Would it help to have Plan A and Plan B?  Plan A sounds like what you've got in place already-not sleeping at your home, length of visit, outdoor activities, connection with your children.  Plan B could come into play if the visit is too stressful, or starts not to work, ie meals at a restaurant together instead of your home, kids not involved if the situation becomes bad for them, visit reduced to the day your DH can be around so that you have support.  I guess Plan C could be ending the visit completely if you are beyond your comfort level.

 

It doesn't seem like a visit that HAS to happen, so if you are allowing it, perhaps having a very clear goal and endpoint for what will work for you might help, such as baseline, I'd like them to see my children, have at least one positive visit together, and after that I have the freedom to tell myself that my goals were met, I am in control of the situation, and I am choosing to end the visit.


 

Actually, that pretty much IS the plan! One of the odd things is that my parents are decent grandparents. They really try with the kids.
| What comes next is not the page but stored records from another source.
//! Material trait for surface scattering.

use crate::hittable::HitRecord;
use crate::sampling::{gen_f32, random_unit_vector};
use ember_math::{Ray, Vec3};
use rand::RngCore;

/// Color type alias (RGB values typically 0-1)
pub type Color = Vec3;

/// Result of a successful scatter: the bounced ray and its attenuation.
pub struct ScatterResult {
    pub attenuation: Color,
    pub scattered: Ray,
}

/// Trait for materials that describe how light interacts with surfaces.
///
/// Materials are stateless with respect to rendering, so one instance is
/// safely shared across primitives and threads.
pub trait Material: Send + Sync {
    /// Scatter an incoming ray.
    ///
    /// Returns the attenuated bounce ray, or None if the ray is absorbed.
    fn scatter(
        &self,
        ray_in: &Ray,
        rec: &HitRecord,
        rng: &mut dyn RngCore,
    ) -> Option<ScatterResult>;

    /// Get emitted light from this material.
    ///
    /// Most materials return black (no emission).
    fn emitted(&self, _u: f32, _v: f32, _p: Vec3) -> Color {
        Color::ZERO
    }

    /// Base reflectance, consumed by the denoiser's albedo buffer.
    fn albedo(&self) -> Color;
}

/// Lambertian (diffuse) material.
#[derive(Clone)]
pub struct Lambertian {
    albedo: Color,
}

impl Lambertian {
    /// Create a new Lambertian material with the given albedo color.
    pub fn new(albedo: Color) -> Self {
        Self { albedo }
    }
}

impl Material for Lambertian {
    fn scatter(
        &self,
        _ray_in: &Ray,
        rec: &HitRecord,
        rng: &mut dyn RngCore,
    ) -> Option<ScatterResult> {
        // Cosine-weighted diffuse bounce around the normal
        let mut scatter_direction = rec.normal + random_unit_vector(rng);

        // Catch degenerate scatter direction
        if scatter_direction.length_squared() < 1e-8 {
            scatter_direction = rec.normal;
        }

        Some(ScatterResult {
            attenuation: self.albedo,
            scattered: Ray::new(rec.p, scatter_direction),
        })
    }

    fn albedo(&self) -> Color {
        self.albedo
    }
}

/// Metal (specular) material.
#[derive(Clone)]
pub struct Metal {
    albedo: Color,
    fuzz: f32,
}

impl Metal {
    /// Create a new Metal material.
    ///
    /// - `albedo`: The color of the metal
    /// - `fuzz`: Roughness, 0.0 = perfect mirror, 1.0 = very rough
    pub fn new(albedo: Color, fuzz: f32) -> Self {
        Self {
            albedo,
            fuzz: fuzz.clamp(0.0, 1.0),
        }
    }
}

impl Material for Metal {
    fn scatter(
        &self,
        ray_in: &Ray,
        rec: &HitRecord,
        rng: &mut dyn RngCore,
    ) -> Option<ScatterResult> {
        let reflected = reflect(ray_in.direction().normalize(), rec.normal);
        let scattered_dir = reflected + self.fuzz * random_unit_vector(rng);

        // A fuzzed ray below the surface is absorbed
        if scattered_dir.dot(rec.normal) > 0.0 {
            Some(ScatterResult {
                attenuation: self.albedo,
                scattered: Ray::new(rec.p, scattered_dir),
            })
        } else {
            None
        }
    }

    fn albedo(&self) -> Color {
        self.albedo
    }
}

/// Dielectric (glass) material.
#[derive(Clone)]
pub struct Dielectric {
    /// Index of refraction
    ior: f32,
}

impl Dielectric {
    /// Create a new Dielectric material.
    ///
    /// - `ior`: Index of refraction (1.0 = air, 1.5 = glass, 2.4 = diamond)
    pub fn new(ior: f32) -> Self {
        Self { ior }
    }

    /// Schlick's approximation for reflectance
    fn reflectance(cosine: f32, ior: f32) -> f32 {
        let r0 = ((1.0 - ior) / (1.0 + ior)).powi(2);
        r0 + (1.0 - r0) * (1.0 - cosine).powi(5)
    }
}

impl Material for Dielectric {
    fn scatter(
        &self,
        ray_in: &Ray,
        rec: &HitRecord,
        rng: &mut dyn RngCore,
    ) -> Option<ScatterResult> {
        let refraction_ratio = if rec.front_face {
            1.0 / self.ior
        } else {
            self.ior
        };

        let unit_direction = ray_in.direction().normalize();
        let cos_theta = (-unit_direction).dot(rec.normal).min(1.0);
        let sin_theta = (1.0 - cos_theta * cos_theta).sqrt();

        // Total internal reflection, or a Fresnel draw choosing reflection
        let cannot_refract = refraction_ratio * sin_theta > 1.0;
        let direction =
            if cannot_refract || Self::reflectance(cos_theta, refraction_ratio) > gen_f32(rng) {
                reflect(unit_direction, rec.normal)
            } else {
                refract(unit_direction, rec.normal, refraction_ratio)
            };

        Some(ScatterResult {
            attenuation: Color::ONE,
            scattered: Ray::new(rec.p, direction),
        })
    }

    fn albedo(&self) -> Color {
        // Clear glass carries no reflectance of its own
        Color::ONE
    }
}

/// Diffuse area-light emitter.
#[derive(Clone)]
pub struct DiffuseLight {
    emit: Color,
}

impl DiffuseLight {
    /// Create a new diffuse light with the given emission color.
    pub fn new(emit: Color) -> Self {
        Self { emit }
    }
}

impl Material for DiffuseLight {
    fn scatter(
        &self,
        _ray_in: &Ray,
        _rec: &HitRecord,
        _rng: &mut dyn RngCore,
    ) -> Option<ScatterResult> {
        // Lights don't scatter rays
        None
    }

    fn emitted(&self, _u: f32, _v: f32, _p: Vec3) -> Color {
        self.emit
    }

    fn albedo(&self) -> Color {
        self.emit
    }
}

// =============================================================================
// Helper functions
// =============================================================================

/// Reflect a vector about a normal.
#[inline]
fn reflect(v: Vec3, n: Vec3) -> Vec3 {
    v - 2.0 * v.dot(n) * n
}

/// Refract a vector through a surface.
#[inline]
fn refract(uv: Vec3, n: Vec3, etai_over_etat: f32) -> Vec3 {
    let cos_theta = (-uv).dot(n).min(1.0);
    let r_out_perp = etai_over_etat * (uv + cos_theta * n);
    let r_out_parallel = -(1.0 - r_out_perp.length_squared()).abs().sqrt() * n;
    r_out_perp + r_out_parallel
}

#[cfg(test)]
mod tests {
    use super::*;
    use rand::rngs::StdRng;
    use rand::SeedableRng;

    fn hit_at_origin(normal: Vec3, front_face: bool) -> HitRecord<'static> {
        HitRecord {
            normal,
            front_face,
            ..Default::default()
        }
    }

    #[test]
    fn test_lambertian_always_scatters() {
        let mat = Lambertian::new(Color::new(0.8, 0.2, 0.2));
        let rec = hit_at_origin(Vec3::Y, true);
        let ray = Ray::new(Vec3::new(0.0, 1.0, 0.0), Vec3::new(0.0, -1.0, 0.0));
        let mut rng = StdRng::seed_from_u64(11);

        for _ in 0..50 {
            let result = mat.scatter(&ray, &rec, &mut rng).unwrap();
            assert_eq!(result.attenuation, Color::new(0.8, 0.2, 0.2));
            // Diffuse bounce stays in the normal's hemisphere
            assert!(result.scattered.direction().dot(Vec3::Y) > 0.0);
        }
    }

    #[test]
    fn test_metal_mirror_reflection() {
        let mat = Metal::new(Color::splat(0.9), 0.0);
        let rec = hit_at_origin(Vec3::Y, true);
        // 45 degree incoming ray
        let ray = Ray::new(Vec3::new(-1.0, 1.0, 0.0), Vec3::new(1.0, -1.0, 0.0));
        let mut rng = StdRng::seed_from_u64(12);

        let result = mat.scatter(&ray, &rec, &mut rng).unwrap();
        let dir = result.scattered.direction().normalize();
        let expected = Vec3::new(1.0, 1.0, 0.0).normalize();
        assert!((dir - expected).length() < 1e-4);
    }

    #[test]
    fn test_metal_absorbs_grazing_fuzz() {
        // Maximum fuzz on a grazing reflection eventually pushes the ray
        // under the surface, which must absorb rather than bounce.
        let mat = Metal::new(Color::splat(0.9), 1.0);
        let rec = hit_at_origin(Vec3::Y, true);
        let ray = Ray::new(Vec3::new(-10.0, 0.01, 0.0), Vec3::new(10.0, -0.01, 0.0));
        let mut rng = StdRng::seed_from_u64(13);

        let absorbed = (0..200).any(|_| mat.scatter(&ray, &rec, &mut rng).is_none());
        assert!(absorbed);
    }

    #[test]
    fn test_dielectric_neutral_attenuation() {
        let mat = Dielectric::new(1.5);
        let rec = hit_at_origin(Vec3::Y, true);
        let ray = Ray::new(Vec3::new(0.0, 1.0, 0.0), Vec3::new(0.0, -1.0, 0.0));
        let mut rng = StdRng::seed_from_u64(14);

        let result = mat.scatter(&ray, &rec, &mut rng).unwrap();
        assert_eq!(result.attenuation, Color::ONE);
    }

    #[test]
    fn test_dielectric_total_internal_reflection() {
        // Exiting glass at a grazing angle: sin_theta * ior > 1 forces
        // reflection, pointing the ray back into the medium.
        let mat = Dielectric::new(1.5);
        let rec = hit_at_origin(Vec3::Y, false);
        let grazing = Vec3::new(1.0, -0.1, 0.0).normalize();
        let ray = Ray::new(Vec3::ZERO, grazing);
        let mut rng = StdRng::seed_from_u64(15);

        let result = mat.scatter(&ray, &rec, &mut rng).unwrap();
        // Reflection of grazing about Y flips the y component
        let expected = Vec3::new(grazing.x, -grazing.y, 0.0);
        assert!((result.scattered.direction().normalize() - expected).length() < 1e-4);
    }

    #[test]
    fn test_diffuse_light_emits_and_absorbs() {
        let mat = DiffuseLight::new(Color::new(15.0, 15.0, 15.0));
        let rec = hit_at_origin(Vec3::Y, true);
        let ray = Ray::new(Vec3::new(0.0, 1.0, 0.0), Vec3::new(0.0, -1.0, 0.0));
        let mut rng = StdRng::seed_from_u64(16);

        assert!(mat.scatter(&ray, &rec, &mut rng).is_none());
        assert_eq!(mat.emitted(0.0, 0.0, Vec3::ZERO), Color::splat(15.0));
    }
}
I'm sure a lot of it is guilt for having completely screwed up with my sister and I. Also, my kids are teens who would speak up for themselves if there were a problem -- I think this is easier than when the kids were little.

 

My DH will be around for the whole visit -- two of the days he already had off because it's the weekend, and the 3rd day he's taking as a personal day.  We did have a visit with them about a decade ago that went so badly that we ended it early. I'm a lot better at setting boundaries than I was, I'm much better able to say what needs to change before the situation spins completely out of control. 

 

I think planning an end time would be good. I'm going to talk to my DH and kids about it first, and then tell my parents. I have to be VERY clear with them -- they don't get subtle.